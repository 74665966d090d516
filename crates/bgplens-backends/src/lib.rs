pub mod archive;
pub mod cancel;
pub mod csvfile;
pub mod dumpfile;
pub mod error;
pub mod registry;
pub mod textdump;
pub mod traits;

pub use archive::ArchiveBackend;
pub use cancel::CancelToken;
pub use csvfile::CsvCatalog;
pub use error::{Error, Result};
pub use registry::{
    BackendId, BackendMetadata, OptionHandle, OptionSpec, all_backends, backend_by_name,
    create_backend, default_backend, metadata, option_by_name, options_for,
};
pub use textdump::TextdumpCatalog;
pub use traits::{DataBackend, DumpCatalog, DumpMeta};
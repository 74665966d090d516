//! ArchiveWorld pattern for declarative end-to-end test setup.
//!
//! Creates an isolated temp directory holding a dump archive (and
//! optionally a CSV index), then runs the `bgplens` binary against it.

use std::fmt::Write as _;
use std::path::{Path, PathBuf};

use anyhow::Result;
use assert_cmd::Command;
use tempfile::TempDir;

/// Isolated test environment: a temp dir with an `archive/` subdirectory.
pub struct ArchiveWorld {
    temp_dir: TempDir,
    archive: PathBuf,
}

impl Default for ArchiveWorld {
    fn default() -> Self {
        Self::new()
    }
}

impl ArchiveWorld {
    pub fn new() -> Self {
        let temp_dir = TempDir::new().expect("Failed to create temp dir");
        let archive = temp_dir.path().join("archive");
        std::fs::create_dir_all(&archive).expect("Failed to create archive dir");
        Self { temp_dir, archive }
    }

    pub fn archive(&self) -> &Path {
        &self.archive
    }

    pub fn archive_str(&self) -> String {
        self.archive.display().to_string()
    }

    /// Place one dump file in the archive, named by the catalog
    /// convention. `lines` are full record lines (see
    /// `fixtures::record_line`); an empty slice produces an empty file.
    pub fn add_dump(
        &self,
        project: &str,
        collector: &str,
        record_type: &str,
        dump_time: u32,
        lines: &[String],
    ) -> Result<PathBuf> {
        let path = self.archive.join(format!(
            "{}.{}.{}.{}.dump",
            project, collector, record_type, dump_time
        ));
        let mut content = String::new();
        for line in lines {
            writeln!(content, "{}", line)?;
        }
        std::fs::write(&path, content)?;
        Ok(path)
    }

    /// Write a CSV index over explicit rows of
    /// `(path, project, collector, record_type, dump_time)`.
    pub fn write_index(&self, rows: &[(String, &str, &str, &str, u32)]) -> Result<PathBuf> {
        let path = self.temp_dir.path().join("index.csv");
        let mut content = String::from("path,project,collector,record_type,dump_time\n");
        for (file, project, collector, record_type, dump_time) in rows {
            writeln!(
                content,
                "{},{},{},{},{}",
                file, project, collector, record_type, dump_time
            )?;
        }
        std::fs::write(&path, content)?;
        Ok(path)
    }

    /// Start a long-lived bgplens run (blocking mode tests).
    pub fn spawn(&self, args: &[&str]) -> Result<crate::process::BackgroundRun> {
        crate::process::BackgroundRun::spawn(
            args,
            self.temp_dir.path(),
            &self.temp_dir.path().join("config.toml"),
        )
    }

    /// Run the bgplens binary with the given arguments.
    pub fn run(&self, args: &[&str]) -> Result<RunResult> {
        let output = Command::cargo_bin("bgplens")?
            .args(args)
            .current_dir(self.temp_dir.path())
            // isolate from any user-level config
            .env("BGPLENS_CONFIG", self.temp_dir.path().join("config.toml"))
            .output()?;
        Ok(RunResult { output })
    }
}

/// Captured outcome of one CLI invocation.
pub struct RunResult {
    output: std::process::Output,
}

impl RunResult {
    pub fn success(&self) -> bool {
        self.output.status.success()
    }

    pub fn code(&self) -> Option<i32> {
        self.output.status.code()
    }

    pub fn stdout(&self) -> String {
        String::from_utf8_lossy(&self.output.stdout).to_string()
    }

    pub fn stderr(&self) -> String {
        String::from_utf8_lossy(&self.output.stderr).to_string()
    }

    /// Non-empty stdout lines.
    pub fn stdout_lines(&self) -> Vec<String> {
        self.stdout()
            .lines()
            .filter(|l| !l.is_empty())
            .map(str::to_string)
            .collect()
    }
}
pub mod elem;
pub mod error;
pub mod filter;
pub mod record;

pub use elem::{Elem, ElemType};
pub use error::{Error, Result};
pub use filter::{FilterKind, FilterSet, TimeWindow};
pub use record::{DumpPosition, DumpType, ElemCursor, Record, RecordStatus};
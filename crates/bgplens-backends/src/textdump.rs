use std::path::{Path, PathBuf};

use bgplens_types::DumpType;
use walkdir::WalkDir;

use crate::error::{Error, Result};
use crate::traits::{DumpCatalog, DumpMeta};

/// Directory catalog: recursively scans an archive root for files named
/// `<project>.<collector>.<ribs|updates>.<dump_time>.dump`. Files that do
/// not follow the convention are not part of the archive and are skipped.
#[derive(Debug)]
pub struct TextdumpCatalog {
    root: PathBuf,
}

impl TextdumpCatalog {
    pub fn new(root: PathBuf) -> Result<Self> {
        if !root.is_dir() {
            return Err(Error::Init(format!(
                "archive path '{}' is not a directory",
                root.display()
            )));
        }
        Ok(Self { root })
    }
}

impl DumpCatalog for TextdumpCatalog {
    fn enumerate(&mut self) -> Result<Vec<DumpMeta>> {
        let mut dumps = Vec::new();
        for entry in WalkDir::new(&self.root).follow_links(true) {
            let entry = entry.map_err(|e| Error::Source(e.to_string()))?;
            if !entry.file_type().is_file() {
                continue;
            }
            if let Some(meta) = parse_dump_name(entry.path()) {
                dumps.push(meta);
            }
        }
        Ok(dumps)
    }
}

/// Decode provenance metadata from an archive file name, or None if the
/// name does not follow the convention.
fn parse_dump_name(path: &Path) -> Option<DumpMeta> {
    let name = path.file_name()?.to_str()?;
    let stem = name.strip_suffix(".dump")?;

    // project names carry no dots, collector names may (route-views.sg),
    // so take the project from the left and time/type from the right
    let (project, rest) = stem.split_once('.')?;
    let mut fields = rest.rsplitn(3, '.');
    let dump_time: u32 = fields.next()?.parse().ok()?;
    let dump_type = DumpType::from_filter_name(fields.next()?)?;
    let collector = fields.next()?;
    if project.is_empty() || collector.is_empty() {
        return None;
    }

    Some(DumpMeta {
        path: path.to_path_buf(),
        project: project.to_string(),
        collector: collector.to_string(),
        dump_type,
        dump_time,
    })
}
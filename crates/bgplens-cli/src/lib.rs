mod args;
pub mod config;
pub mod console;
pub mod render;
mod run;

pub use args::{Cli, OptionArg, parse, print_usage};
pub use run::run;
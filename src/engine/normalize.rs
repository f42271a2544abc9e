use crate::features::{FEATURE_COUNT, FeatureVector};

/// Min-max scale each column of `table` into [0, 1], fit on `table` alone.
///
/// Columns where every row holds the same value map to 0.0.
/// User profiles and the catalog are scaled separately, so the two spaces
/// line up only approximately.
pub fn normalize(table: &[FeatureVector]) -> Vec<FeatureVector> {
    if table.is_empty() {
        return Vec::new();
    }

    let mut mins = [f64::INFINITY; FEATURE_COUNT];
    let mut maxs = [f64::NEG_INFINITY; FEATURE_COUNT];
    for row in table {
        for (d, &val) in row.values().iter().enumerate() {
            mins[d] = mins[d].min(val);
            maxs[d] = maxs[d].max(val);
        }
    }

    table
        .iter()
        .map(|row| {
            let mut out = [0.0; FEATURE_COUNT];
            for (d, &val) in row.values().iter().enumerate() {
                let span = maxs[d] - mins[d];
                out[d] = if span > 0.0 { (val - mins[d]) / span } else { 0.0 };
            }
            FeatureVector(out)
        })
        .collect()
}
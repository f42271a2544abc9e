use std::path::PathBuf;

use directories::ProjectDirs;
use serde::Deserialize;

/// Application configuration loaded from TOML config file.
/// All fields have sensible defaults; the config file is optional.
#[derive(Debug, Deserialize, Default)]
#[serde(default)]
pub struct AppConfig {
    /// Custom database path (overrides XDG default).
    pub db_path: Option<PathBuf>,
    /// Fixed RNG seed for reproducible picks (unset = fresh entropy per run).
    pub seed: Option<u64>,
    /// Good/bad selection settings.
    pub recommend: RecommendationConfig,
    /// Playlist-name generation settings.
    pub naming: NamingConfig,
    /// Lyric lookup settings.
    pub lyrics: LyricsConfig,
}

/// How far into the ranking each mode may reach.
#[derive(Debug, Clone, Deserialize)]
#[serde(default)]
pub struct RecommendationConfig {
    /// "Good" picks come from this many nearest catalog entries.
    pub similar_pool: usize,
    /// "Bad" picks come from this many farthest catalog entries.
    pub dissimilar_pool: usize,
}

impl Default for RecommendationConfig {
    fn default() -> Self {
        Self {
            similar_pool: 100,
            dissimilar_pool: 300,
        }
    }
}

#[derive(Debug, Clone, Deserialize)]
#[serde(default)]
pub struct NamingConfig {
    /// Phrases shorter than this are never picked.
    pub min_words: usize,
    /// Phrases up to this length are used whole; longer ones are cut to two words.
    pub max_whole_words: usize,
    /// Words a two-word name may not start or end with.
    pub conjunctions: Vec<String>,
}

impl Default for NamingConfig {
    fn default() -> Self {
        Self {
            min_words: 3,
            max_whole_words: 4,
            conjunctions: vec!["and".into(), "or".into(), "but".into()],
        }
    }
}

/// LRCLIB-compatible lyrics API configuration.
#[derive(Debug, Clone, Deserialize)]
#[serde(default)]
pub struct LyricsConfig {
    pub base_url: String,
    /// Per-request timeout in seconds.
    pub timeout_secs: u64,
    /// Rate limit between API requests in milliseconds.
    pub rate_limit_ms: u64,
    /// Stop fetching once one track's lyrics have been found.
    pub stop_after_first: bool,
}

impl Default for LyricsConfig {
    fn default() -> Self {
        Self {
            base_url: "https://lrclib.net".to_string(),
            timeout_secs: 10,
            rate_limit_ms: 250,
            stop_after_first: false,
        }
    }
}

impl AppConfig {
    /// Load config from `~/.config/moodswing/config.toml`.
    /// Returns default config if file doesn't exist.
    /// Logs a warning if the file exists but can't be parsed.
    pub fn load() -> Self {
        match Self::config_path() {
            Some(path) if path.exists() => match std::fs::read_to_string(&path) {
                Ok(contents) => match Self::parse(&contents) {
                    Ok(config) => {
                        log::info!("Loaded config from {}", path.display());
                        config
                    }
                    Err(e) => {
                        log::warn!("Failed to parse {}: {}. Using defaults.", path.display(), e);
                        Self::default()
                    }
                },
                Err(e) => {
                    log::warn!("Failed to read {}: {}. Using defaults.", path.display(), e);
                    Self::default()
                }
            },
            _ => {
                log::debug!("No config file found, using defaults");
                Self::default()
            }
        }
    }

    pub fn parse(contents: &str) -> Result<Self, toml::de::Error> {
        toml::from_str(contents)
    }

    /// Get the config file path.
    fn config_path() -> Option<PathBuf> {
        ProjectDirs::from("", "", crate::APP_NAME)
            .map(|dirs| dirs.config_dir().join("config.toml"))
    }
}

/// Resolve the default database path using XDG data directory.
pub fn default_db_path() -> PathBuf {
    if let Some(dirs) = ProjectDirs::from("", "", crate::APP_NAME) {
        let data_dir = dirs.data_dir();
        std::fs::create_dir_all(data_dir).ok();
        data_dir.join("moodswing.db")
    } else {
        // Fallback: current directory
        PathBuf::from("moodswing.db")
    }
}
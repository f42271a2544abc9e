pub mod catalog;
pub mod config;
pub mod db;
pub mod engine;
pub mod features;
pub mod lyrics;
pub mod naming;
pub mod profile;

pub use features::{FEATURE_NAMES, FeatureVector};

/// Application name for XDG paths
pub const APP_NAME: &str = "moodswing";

--------------------

Copy out only the lines of the records above from the one with "from the right" through the one with "let dump_time: u32", exactly as they stand, both included.

    // so take the project from the left and time/type from the right
    let (project, rest) = stem.split_once('.')?;
    let mut fields = rest.rsplitn(3, '.');
    let dump_time: u32 = fields.next()?.parse().ok()?;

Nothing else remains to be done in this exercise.